To celebrate Josh, tomorrow we will eat at Chilis. They are having a special day where they will donate all of their profits to fight childhood cancer through St. Jude’s children’s hospital. Go to www.chilis.com to find more details. It just seems like the most appropriate thing to do, and I know that Josh would be proud.

4 comments:

Anonymous said...

Josh-
In Loving Memory of Josh AllenSeptember 12, 1978-Septemeber 26, 2004 We love you so much.We trutly miss you..We will put the candle with picture of Josh at 10:20 AM time of his death. To remembered him.. _/m/ (sign of I love you). Sorry, we couldn't make it to Chilis but we will be thinking of you, Josh.

Anonymous said...

Allen Family -
I cried on Josh´s birthday instead of celebrating it. I feel somewhat selfish in the fact that I miss him and his huge grin and beautiful being. I am the first up on this one year Memory because I live in Germany and am 9 hrs. ahead. When my children get home from school (I made chocolate cake) we will send a balloon up with a slice as well. Thank you for allowing me and my children to stay at your home and live first hand how a loving family conquers all. I truly appreciate you, love you, and wish you all the best.

Thinking of you Josh!!!

Love, Mischi & Family

Anonymous said...

Dear Allens,

Yesterday--more than usual--your family was in Kevin and my prayers, and Josh was in our hearts. This Saturday, we will rise and say the mourner's kaddish in synagogue--as is the tradition when marking the anniversary of the passing of a loved one or a heroic figure. Though we knew him so briefly, Josh will always be both to us.

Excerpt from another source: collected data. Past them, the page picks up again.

// ===============================
// src/testutil.rs (test-only)
// ===============================
//
// Tiny HTTP responder for feed/scheduler tests, same idea as the metrics
// responder: read one request, answer, close.
//
use std::sync::{Arc, Mutex};

use tokio::io::{AsyncReadExt, AsyncWriteExt};
use tokio::net::TcpListener;
use tokio::time::{sleep, Duration};

#[derive(Clone)]
pub struct Route {
    /// substring of the request target (path + query)
    pub pattern: &'static str,
    pub status: u16,
    pub body: String,
    pub delay_ms: u64,
}

impl Route {
    pub fn ok(pattern: &'static str, body: impl Into<String>) -> Self {
        Self { pattern, status: 200, body: body.into(), delay_ms: 0 }
    }
    pub fn status(pattern: &'static str, status: u16) -> Self {
        Self { pattern, status, body: "{}".into(), delay_ms: 0 }
    }
    pub fn delayed(mut self, ms: u64) -> Self {
        self.delay_ms = ms;
        self
    }
}

pub struct TestServer {
    pub base: String,
    /// request targets that matched a route, in arrival order
    hits: Arc<Mutex<Vec<String>>>,
}

impl TestServer {
    pub async fn start(routes: Vec<Route>) -> Self {
        let listener = TcpListener::bind("127.0.0.1:0").await.unwrap();
        let addr = listener.local_addr().unwrap();
        let hits = Arc::new(Mutex::new(Vec::new()));
        let hits_srv = hits.clone();
        tokio::spawn(async move {
            while let Ok((mut sock, _)) = listener.accept().await {
                let routes = routes.clone();
                let hits = hits_srv.clone();
                tokio::spawn(async move {
                    let mut buf = vec![0u8; 4096];
                    let n = sock.read(&mut buf).await.unwrap_or(0);
                    let req = String::from_utf8_lossy(&buf[..n]).to_string();
                    let target = req.split_whitespace().nth(1).unwrap_or("/").to_string();
                    let route = routes.iter().find(|r| target.contains(r.pattern)).cloned();
                    let (status, body, delay) = match route {
                        Some(r) => {
                            hits.lock().unwrap().push(target.clone());
                            (r.status, r.body, r.delay_ms)
                        }
                        None => (404, "{}".to_string(), 0),
                    };
                    if delay > 0 {
                        sleep(Duration::from_millis(delay)).await;
                    }
                    let rsp = format!(
                        "HTTP/1.1 {status} X\r\nContent-Type: application/json\r\nContent-Length: {}\r\nConnection: close\r\n\r\n{body}",
                        body.len()
                    );
                    let _ = sock.write_all(rsp.as_bytes()).await;
                    let _ = sock.shutdown().await;
                });
            }
        });
        Self { base: format!("http://{addr}"), hits }
    }

    pub fn hits(&self) -> usize {
        self.hits.lock().unwrap().len()
    }

    pub fn hits_matching(&self, pattern: &str) -> usize {
        self.hits.lock().unwrap().iter().filter(|t| t.contains(pattern)).count()
    }
}

pub fn chart_body(samples: &[(i64, f64)]) -> String {
    let pts: Vec<String> = samples.iter().map(|(t, p)| format!("[{t},{p}]")).collect();
    format!("{{\"prices\":[{}]}}", pts.join(","))
}

pub const SPOT_BODY: &str = r#"{"worldcoin-wld":{"usd":2.0,"usd_24h_change":-1.5,"kes":258.4}}"#;
// ===============================
// src/pricing.rs
// ===============================
use chrono::{DateTime, Duration, Utc};

use crate::domain::{Merchant, PaymentRail, TradeOffer, PRICE_LOCK_MINUTES};

/// Platform margin deducted from the reference price (3%).
pub const PLATFORM_MARGIN: f64 = 0.03;

#[derive(Debug, Clone)]
pub struct PricingEngine {
    pub margin: f64,
    pub local_currency: String,
}

impl Default for PricingEngine {
    fn default() -> Self { Self { margin: PLATFORM_MARGIN, local_currency: "KES".to_string() } }
}

impl PricingEngine {
    pub fn new(local_currency: impl Into<String>) -> Self {
        Self { local_currency: local_currency.into(), ..Self::default() }
    }

    /// Harga offer = referensi * (1 - margin). 0 = belum tersedia.
    pub fn offer_price(&self, reference_local: f64) -> f64 {
        if !reference_local.is_finite() || reference_local <= 0.0 {
            return 0.0;
        }
        reference_local * (1.0 - self.margin)
    }

    /// Lock an offer for the selected rail. `reference_local` is the spot price
    /// in local currency (None before the feed has loaded or when degraded).
    pub fn lock_offer(
        &self,
        reference_local: Option<f64>,
        rail: PaymentRail,
        merchant: &Merchant,
        now: DateTime<Utc>,
    ) -> TradeOffer {
        let unit_price = self.offer_price(reference_local.unwrap_or(0.0));
        self.offer_at(unit_price, rail, merchant, now)
    }

    /// Offer at a fixed listing price (bypasses the margin).
    pub fn offer_at(&self, unit_price: f64, rail: PaymentRail, merchant: &Merchant, now: DateTime<Utc>) -> TradeOffer {
        TradeOffer {
            unit_price: if unit_price.is_finite() && unit_price > 0.0 { unit_price } else { 0.0 },
            rail,
            local_currency: self.local_currency.clone(),
            merchant_id: merchant.id.clone(),
            locked_at: now,
            expires_at: now + Duration::minutes(PRICE_LOCK_MINUTES),
            limits: merchant.limits,
        }
    }
}

#[cfg(test)]
mod tests {
    use super::*;
    use crate::merchants::MerchantDirectory;

    #[test]
    fn offer_price_applies_margin() {
        let p = PricingEngine::default();
        for r in [1.0, 4.82, 680.41, 123_456.0] {
            assert!((p.offer_price(r) - r * 0.97).abs() <= 1e-9 * r);
        }
    }

    #[test]
    fn unknown_reference_is_unavailable() {
        let p = PricingEngine::default();
        assert_eq!(p.offer_price(0.0), 0.0);
        assert_eq!(p.offer_price(-3.0), 0.0);
        assert_eq!(p.offer_price(f64::NAN), 0.0);
        let dir = MerchantDirectory::builtin();
        let offer = p.lock_offer(None, PaymentRail::MobileMoney, dir.default_merchant(), Utc::now());
        assert!(!offer.is_available());
    }

    #[test]
    fn lock_window_is_fifteen_minutes() {
        let p = PricingEngine::new("KES");
        let dir = MerchantDirectory::builtin();
        let now = Utc::now();
        let offer = p.lock_offer(Some(680.0), PaymentRail::BankTransfer, dir.default_merchant(), now);
        assert_eq!(offer.expires_at - offer.locked_at, Duration::minutes(15));
        assert!((offer.unit_price - 659.6).abs() < 1e-9);
        assert_eq!(offer.local_currency, "KES");
        assert!(!offer.is_expired(now + Duration::minutes(14)));
        assert!(offer.is_expired(now + Duration::minutes(15)));
    }
}
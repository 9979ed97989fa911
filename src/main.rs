// ===============================
// src/main.rs
// ===============================
/*
 # lihat harga live (ketik 1H/1D/1W/1M/1Y + Enter untuk ganti range)
 cargo run -- watch --range 1D
 curl -s localhost:9899/metrics | egrep '^(feed_|reference_price)'

 # quote & order dengan harga listing tetap
 cargo run -- quote --rail bank --qty 1000 --unit-price 660
 cargo run -- --entry-url 'https://wekewa.app/?ref=alice' order --rail mpesa --qty 50 --account 0712345678
*/
/*
=============================================================================
Project : wld_p2p_desk — WLD P2P pricing & settlement desk in Rust
Module  : main.rs
Version : 0.1.0
Author  : Kukuh Tripamungkas Wicaksono (Kukuh TW)
License : MIT (see LICENSE)

Summary : Polls a live WLD reference price (degraded random-walk fallback),
          derives the merchant offer (3% margin), applies the flat transfer
          fee schedule per payment rail, and builds the settlement request
          message with session referral attribution.
=============================================================================
*/
mod channel;
mod config;
mod domain;
mod fallback;
mod feed;
mod fees;
mod merchants;
mod metrics;
mod order;
mod pricing;
mod recorder;
mod referral;
mod scheduler;
mod settlement;
#[cfg(test)]
mod testutil;

use chrono::Utc;
use clap::Parser;
use tokio::{
    io::{AsyncBufReadExt, BufReader},
    select,
    sync::mpsc,
};
use tracing::{info, warn};
use tracing_subscriber::EnvFilter;

use crate::channel::Channel;
use crate::config::{Args, Cli, Command};
use crate::domain::{Event, Merchant, MarketSnapshot, PaymentRail, TimeRange, TradeOffer};
use crate::feed::{FeedCfg, MarketFeed};
use crate::merchants::MerchantDirectory;
use crate::pricing::PricingEngine;
use crate::referral::{EntryContext, FileSession, ReferralTracker};
use crate::fees::FeeSchedule;
use crate::settlement::{check_limits, LimitCheck, SettlementCalculator, SettlementError};

#[tokio::main]
async fn main() {
    // ---- Logging ----
    tracing_subscriber::fmt()
        .with_env_filter(EnvFilter::try_from_default_env().unwrap_or_else(|_| EnvFilter::new("info")))
        .init();

    // ---- CLI + config ----
    let cli = Cli::parse();
    let args = config::load();

    metrics::init();
    metrics::CONFIG_FEED_MODE
        .with_label_values(&[args.feed_mode.as_str()])
        .set(1);
    info!(
        feed_mode = args.feed_mode.as_str(),
        api = %args.price_api_url,
        asset = %args.asset_id,
        quote = %args.quote_currency,
        local = %args.local_currency,
        refresh_s = args.refresh_every.as_secs(),
        "startup config"
    );

    // ---- Recorder (optional) ----
    let (rec_tx, rec_task) = match args.record_file.clone() {
        Some(path) => {
            let (tx, rx) = mpsc::channel::<Event>(1024);
            (Some(tx), Some(tokio::spawn(recorder::run(rx, path))))
        }
        None => (None, None),
    };

    // ---- Referral (sekali per sesi) ----
    let mut session = FileSession::new(args.session_file.clone());
    let entry = cli
        .entry_url
        .as_deref()
        .map(EntryContext::from_url)
        .unwrap_or_default();
    let referral = ReferralTracker::new().init(&entry, &mut session);

    let feed = MarketFeed::new(FeedCfg {
        base_url: args.price_api_url.clone(),
        asset_id: args.asset_id.clone(),
        quote_currency: args.quote_currency.clone(),
        local_currency: args.local_currency.clone(),
        timeout: args.feed_timeout,
        display_offset: args.display_offset,
        live: args.feed_mode == config::FeedMode::Live,
    });
    let directory = MerchantDirectory::builtin();
    let pricing = PricingEngine::new(args.local_currency.to_ascii_uppercase());
    let calc = SettlementCalculator::new(FeeSchedule::standard());
    let channel = Channel::new(args.open_links);

    match cli.command {
        Command::Watch { range } => {
            watch(feed, range, &args, &pricing, rec_tx.clone()).await;
        }
        Command::Quote { rail, qty, unit_price } => {
            let merchant = directory.default_merchant();
            let offer = lock_offer(&feed, &pricing, unit_price, rail, merchant).await;
            match calc.quote_raw(&offer, qty.as_deref(), Utc::now()) {
                Ok(q) => {
                    print_quote(&offer, &q);
                    if let Some(tx) = &rec_tx {
                        let _ = tx.send(Event::Quote { offer: offer.clone(), quote: q }).await;
                    }
                }
                Err(e) => warn!(error = %e, "quote rejected"),
            }
        }
        Command::Order { rail, qty, unit_price, network, account, merchant } => {
            let Some(m) = directory.get(&merchant) else {
                warn!(%merchant, "unknown merchant");
                return;
            };
            let offer = lock_offer(&feed, &pricing, unit_price, rail, m).await;
            let quote = match calc.order_quote(&offer, qty.as_deref(), Utc::now()) {
                Ok(q) => q,
                Err(SettlementError::PriceUnavailable) => {
                    warn!("offer price unavailable, no settlement request sent; pass --unit-price to order at a listing price");
                    return;
                }
                Err(e) => {
                    warn!(error = %e, qty = ?qty, "order rejected");
                    return;
                }
            };
            print_quote(&offer, &quote);
            let net = directory.network(m, network);
            if net.is_none() {
                warn!(network, "unknown network index, sending placeholder");
            }
            let req = order::build(
                order::OrderInput {
                    offer: &offer,
                    quote: &quote,
                    network: net,
                    account_ref: account.as_deref(),
                    referral: &referral,
                    merchant: Some(m),
                },
                Utc::now(),
                args.display_offset,
                &mut rand::thread_rng(),
            );
            println!("\n{}\n", req.render());
            channel.deliver("settlement_request", &req.deep_link(args.whatsapp_number.as_deref()));
            info!(order = req.order_number, referred = req.referral.referrer_id.is_some(), "settlement request built");
            if let Some(tx) = &rec_tx {
                let _ = tx.send(Event::Settlement(req)).await;
            }
        }
        Command::Share { handle } => {
            let link = referral::share_link(&args.share_base_url, &handle);
            for (target, url) in referral::share_targets(&link) {
                println!("{:<9} {}", target.name(), url);
            }
        }
        Command::Networks { merchant } => match directory.get(&merchant) {
            Some(m) => print_networks(m),
            None => warn!(%merchant, "unknown merchant"),
        },
    }

    // tutup recorder dan tunggu flush
    drop(rec_tx);
    if let Some(task) = rec_task {
        let _ = task.await;
    }
}

async fn lock_offer(
    feed: &MarketFeed,
    pricing: &PricingEngine,
    unit_price: Option<f64>,
    rail: PaymentRail,
    merchant: &Merchant,
) -> TradeOffer {
    let now = Utc::now();
    if let Some(p) = unit_price {
        return pricing.offer_at(p, rail, merchant, now);
    }
    let snap = feed.fetch(TimeRange::H1).await;
    if snap.local_price.is_none() {
        warn!(degraded = snap.degraded, "local reference price unavailable; pass --unit-price to quote at a listing price");
    }
    pricing.lock_offer(snap.local_price, rail, merchant, now)
}

fn print_quote(offer: &TradeOffer, q: &domain::SettlementQuote) {
    let cur = &offer.local_currency;
    if !offer.is_available() {
        println!("offer price unavailable");
    }
    println!("rail        : {}", offer.rail);
    println!("unit price  : {:.2} {cur} (locked until {})", offer.unit_price, offer.expires_at.format("%H:%M:%S UTC"));
    println!("quantity    : {} WLD", q.quantity);
    println!("gross       : {:.2} {cur}", q.gross);
    println!("fee         : {:.2} {cur}", q.fee);
    println!("net         : {:.2} {cur}", q.net);
    match check_limits(offer, q) {
        LimitCheck::Within => {}
        LimitCheck::BelowMin => warn!(min = offer.limits.min, "gross below listing minimum"),
        LimitCheck::AboveMax => warn!(max = offer.limits.max, "gross above listing maximum"),
    }
}

fn print_networks(m: &Merchant) {
    println!("{} deposit address: {}", m.name, m.deposit_address.as_deref().unwrap_or(order::PLACEHOLDER));
    for (i, n) in m.networks.iter().enumerate() {
        println!("  [{i}] {} - {}", n.name, n.notes);
    }
}

fn print_snapshot(s: &MarketSnapshot, pricing: &PricingEngine, quote_ccy: &str) {
    let offer = pricing.offer_price(s.local_price.unwrap_or(0.0));
    println!(
        "[{}] {:.4} {} ({:+.2}%) points={}{}{} offer={:.2} {}",
        s.range,
        s.reference_price,
        quote_ccy.to_ascii_uppercase(),
        s.change_percent,
        s.series.len(),
        if s.degraded { " DEGRADED" } else { "" },
        if s.provisional { " provisional" } else { "" },
        offer,
        pricing.local_currency,
    );
}

async fn watch(
    feed: MarketFeed,
    range: TimeRange,
    args: &Args,
    pricing: &PricingEngine,
    rec_tx: Option<mpsc::Sender<Event>>,
) {
    metrics::serve_metrics(args.metrics_port);
    let handle = scheduler::spawn(feed, range, args.refresh_every, rec_tx);
    let mut snaps = handle.subscribe();
    let mut lines = BufReader::new(tokio::io::stdin()).lines();
    let mut stdin_open = true;
    let ctrl_c = tokio::signal::ctrl_c();
    tokio::pin!(ctrl_c);

    loop {
        select! {
            changed = snaps.changed() => {
                if changed.is_err() {
                    break;
                }
                let latest = snaps.borrow_and_update().clone();
                if let Some(s) = latest {
                    print_snapshot(&s, pricing, &args.quote_currency);
                }
            }
            line = lines.next_line(), if stdin_open => match line {
                Ok(Some(l)) if l.trim().is_empty() => {}
                Ok(Some(l)) => match l.parse::<TimeRange>() {
                    Ok(r) => handle.select_range(r),
                    Err(e) => warn!(%e, "ignored input"),
                },
                Ok(None) | Err(_) => stdin_open = false,
            },
            _ = &mut ctrl_c => {
                info!("ctrl-c, stopping");
                break;
            }
        }
    }
    if let Some(last) = handle.latest() {
        info!(range = %last.range, price = last.reference_price, degraded = last.degraded, "last snapshot");
    }
    handle.shutdown().await;
}
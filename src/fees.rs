// ===============================
// src/fees.rs
// ===============================
//
// Flat transfer fee per gross bracket (local currency units).
// Bracket boundaries are stored as [min_inclusive, max_exclusive) so that
// fractional amounts like 99.50 still fall into exactly one bracket.
//
use crate::domain::PaymentRail;

#[derive(Debug, Clone, Copy, PartialEq)]
pub struct FeeBracket {
    pub min_inclusive: f64,
    pub max_exclusive: f64, // f64::INFINITY for the open-ended bracket
    pub fee: f64,
}

impl FeeBracket {
    pub fn contains(&self, gross: f64) -> bool {
        gross >= self.min_inclusive && gross < self.max_exclusive
    }
}

const STANDARD_BRACKETS: [FeeBracket; 5] = [
    FeeBracket { min_inclusive: 0.0, max_exclusive: 100.0, fee: 0.0 },
    FeeBracket { min_inclusive: 100.0, max_exclusive: 1_000.0, fee: 13.0 },
    FeeBracket { min_inclusive: 1_000.0, max_exclusive: 10_000.0, fee: 90.0 },
    FeeBracket { min_inclusive: 10_000.0, max_exclusive: 100_000.0, fee: 108.0 },
    FeeBracket { min_inclusive: 100_000.0, max_exclusive: f64::INFINITY, fee: 108.0 },
];

#[derive(Debug, Clone)]
pub struct FeeSchedule {
    brackets: Vec<FeeBracket>,
}

impl Default for FeeSchedule {
    fn default() -> Self { Self::standard() }
}

impl FeeSchedule {
    /// Jadwal global (satu untuk semua merchant/region).
    pub fn standard() -> Self {
        Self { brackets: STANDARD_BRACKETS.to_vec() }
    }

    #[cfg(test)]
    pub fn brackets(&self) -> &[FeeBracket] { &self.brackets }

    pub fn bracket_for(&self, gross: f64) -> &FeeBracket {
        // negatif / NaN diperlakukan seperti 0
        let g = if gross.is_nan() || gross < 0.0 { 0.0 } else { gross };
        self.brackets
            .iter()
            .find(|b| b.contains(g))
            .unwrap_or(&self.brackets[self.brackets.len() - 1])
    }

    pub fn fee(&self, gross: f64) -> f64 {
        self.bracket_for(gross).fee
    }

    /// Fee gated by rail: Lightning never pays a transfer fee.
    pub fn fee_for(&self, rail: PaymentRail, gross: f64) -> f64 {
        if rail.charges_transfer_fee() { self.fee(gross) } else { 0.0 }
    }
}

#[cfg(test)]
mod tests {
    use super::*;

    #[test]
    fn bracket_boundaries() {
        let s = FeeSchedule::standard();
        assert_eq!(s.fee(0.0), 0.0);
        assert_eq!(s.fee(99.0), 0.0);
        assert_eq!(s.fee(99.99), 0.0);
        assert_eq!(s.fee(100.0), 13.0);
        assert_eq!(s.fee(999.0), 13.0);
        assert_eq!(s.fee(1_000.0), 90.0);
        assert_eq!(s.fee(9_999.0), 90.0);
        assert_eq!(s.fee(10_000.0), 108.0);
        assert_eq!(s.fee(99_999.0), 108.0);
        assert_eq!(s.fee(100_000.0), 108.0);
        assert_eq!(s.fee(1e12), 108.0);
    }

    #[test]
    fn exactly_one_bracket_matches() {
        let s = FeeSchedule::standard();
        let mut g = 0.0;
        while g < 250_000.0 {
            let n = s.brackets().iter().filter(|b| b.contains(g)).count();
            assert_eq!(n, 1, "gross {g} matched {n} brackets");
            g += 37.25;
        }
    }

    #[test]
    fn brackets_are_contiguous_from_zero() {
        let b = FeeSchedule::standard();
        let b = b.brackets();
        assert_eq!(b[0].min_inclusive, 0.0);
        for w in b.windows(2) {
            assert_eq!(w[0].max_exclusive, w[1].min_inclusive);
        }
        assert!(b[b.len() - 1].max_exclusive.is_infinite());
    }

    #[test]
    fn fee_is_idempotent() {
        let s = FeeSchedule::standard();
        for g in [0.0, 99.0, 150.5, 4_200.0, 33_000.0, 660_000.0] {
            assert_eq!(s.fee(g), s.fee(g));
        }
    }

    #[test]
    fn lightning_is_free_and_bad_input_clamps() {
        let s = FeeSchedule::standard();
        assert_eq!(s.fee_for(PaymentRail::Lightning, 660_000.0), 0.0);
        assert_eq!(s.fee_for(PaymentRail::MobileMoney, 500.0), 13.0);
        assert_eq!(s.fee_for(PaymentRail::BankTransfer, 5_000.0), 90.0);
        assert_eq!(s.fee(-5.0), 0.0);
        assert_eq!(s.fee(f64::NAN), 0.0);
    }
}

I'm glad you had a time together to celebrate Josh's remarkable life, and that the children brought smiles through the tears. We couldn't make it to Chili's, but will give a gift in Josh's honor.

Fondly as always,

Kevin and Roni

Anonymous said...

I often think of Josh, Gretchen, and the kids...

On the anniversary of his passing, I'm reminded to live my life to the fullest, and to never take anything for granted... just as Josh did when he was with us.